▶ Problem description
Every line in the data below that includes "OrderProps" belongs in the answer, copied as it stands.

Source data
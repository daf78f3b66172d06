use ddd_kernel::{Aggregate, Id, Props, ValueObject};

#[derive(Debug, Clone, PartialEq, Props)]
pub struct NameProps {
    pub value: String,
}

#[derive(Debug, Clone, PartialEq, Props)]
pub struct OrderProps {
    pub customer: ValueObject<NameProps>,
    pub lines: Vec<u32>,
    pub reference: Option<Id>,
    pub r#type: String,
}

fn main() {
    let mut order = Aggregate::create(OrderProps {
        customer: ValueObject::create(NameProps {
            value: "Jane".into(),
        })
        .unwrap(),
        lines: vec![1, 2],
        reference: Some(Id::from("ref-1")),
        r#type: "retail".into(),
    })
    .unwrap();

    order.set(OrderProps::LINES).to(vec![3]);
    assert_eq!(OrderProps::TYPE.name(), "type");

    let obj = order.to_object();
    assert_eq!(obj["customer"].as_str(), Some("Jane"));
    assert_eq!(obj["reference"].as_str(), Some("ref-1"));
    assert_eq!(obj["type"].as_str(), Some("retail"));
    assert_eq!(order.history().count(), 2);
}
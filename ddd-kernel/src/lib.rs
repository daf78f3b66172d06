//! DDD 领域建模内核（ddd-kernel）
//!
//! 为业务逻辑层提供通用的领域建模构件：
//! - 标识（`id`）与结果（`outcome`）
//! - 值对象（`value_object`）、实体（`entity`）与带属性历史的聚合（`aggregate`）
//! - 无反射的对象图扁平化（`auto_mapper`）
//! - 与聚合标识绑定的领域事件登记表（`domain_event`）
//! - 按优先级分发的本地事件发射器（`eventing`）
//!
//! 属性袋通过 `#[derive(Props)]` 描述自身并生成类型化属性键：
//!
//! 1. 为属性袋派生 `Props`，必要时提供 `validate` 校验；
//! 2. 以 `ValueObject::create` / `Entity::create` / `Aggregate::create` 创建领域对象；
//! 3. 通过 `get/set/change` 读写属性，聚合自动记录历史；
//! 4. 使用 `AutoMapper`（或 `to_object`）输出与领域类型无关的纯数据。
//!
pub mod aggregate;
pub mod auto_mapper;
pub mod domain_event;
pub mod entity;
pub mod error;
pub mod eventing;
pub mod id;
pub mod outcome;
pub mod props;
pub mod validator;
pub mod value_object;

// 允许在本 crate 内部通过 ::ddd_kernel 进行自引用，
// 以便过程宏在本 crate 的单元测试中也能解析到 ::ddd_kernel 路径。
extern crate self as ddd_kernel;

pub use aggregate::{Aggregate, History, HistoryCursor, Snapshot, SnapshotAction};
pub use auto_mapper::{AutoMapper, Bag, Describe, Plain, Shape};
pub use ddd_macros::Props;
pub use domain_event::{DomainEvent, DomainEventRegistry, DuplicatePolicy, EventHandler};
pub use entity::{Entity, Settings};
pub use error::{DomainError, DomainResult};
pub use eventing::{DispatchArgs, EventOptions, PriorityEventEmitter, Reply};
pub use id::Id;
pub use outcome::Outcome;
pub use props::{Field, Props};
pub use validator::{DefaultValidator, NumberCheck, Validator};
pub use value_object::ValueObject;
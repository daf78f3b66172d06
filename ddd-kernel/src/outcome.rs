//! 结果（Outcome）扩展
//!
//! 所有工厂方法都返回 `DomainResult<T>`。`Outcome` 为其补充领域语义的访问方式：
//! 失败时访问 `value()` 属于编程错误，会直接 panic 并携带失败原因。
//!
use crate::error::{DomainError, DomainResult};

pub trait Outcome<T> {
    /// 是否成功（与 `is_failure` 互斥）
    fn is_success(&self) -> bool;

    /// 是否失败
    fn is_failure(&self) -> bool;

    /// 取出成功值；失败时 panic
    fn value(self) -> T;

    /// 失败原因（成功时为 `None`）
    fn message(&self) -> Option<String>;
}

impl<T> Outcome<T> for DomainResult<T> {
    fn is_success(&self) -> bool {
        self.is_ok()
    }

    fn is_failure(&self) -> bool {
        self.is_err()
    }

    #[track_caller]
    fn value(self) -> T {
        match self {
            Ok(value) => value,
            Err(err) => panic!("value() called on a failed outcome: {err}"),
        }
    }

    fn message(&self) -> Option<String> {
        self.as_ref().err().map(DomainError::to_string)
    }
}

▶ Answer to the problem
pub struct OrderProps {
    let mut order = Aggregate::create(OrderProps {
    order.set(OrderProps::LINES).to(vec![3]);
    assert_eq!(OrderProps::TYPE.name(), "type");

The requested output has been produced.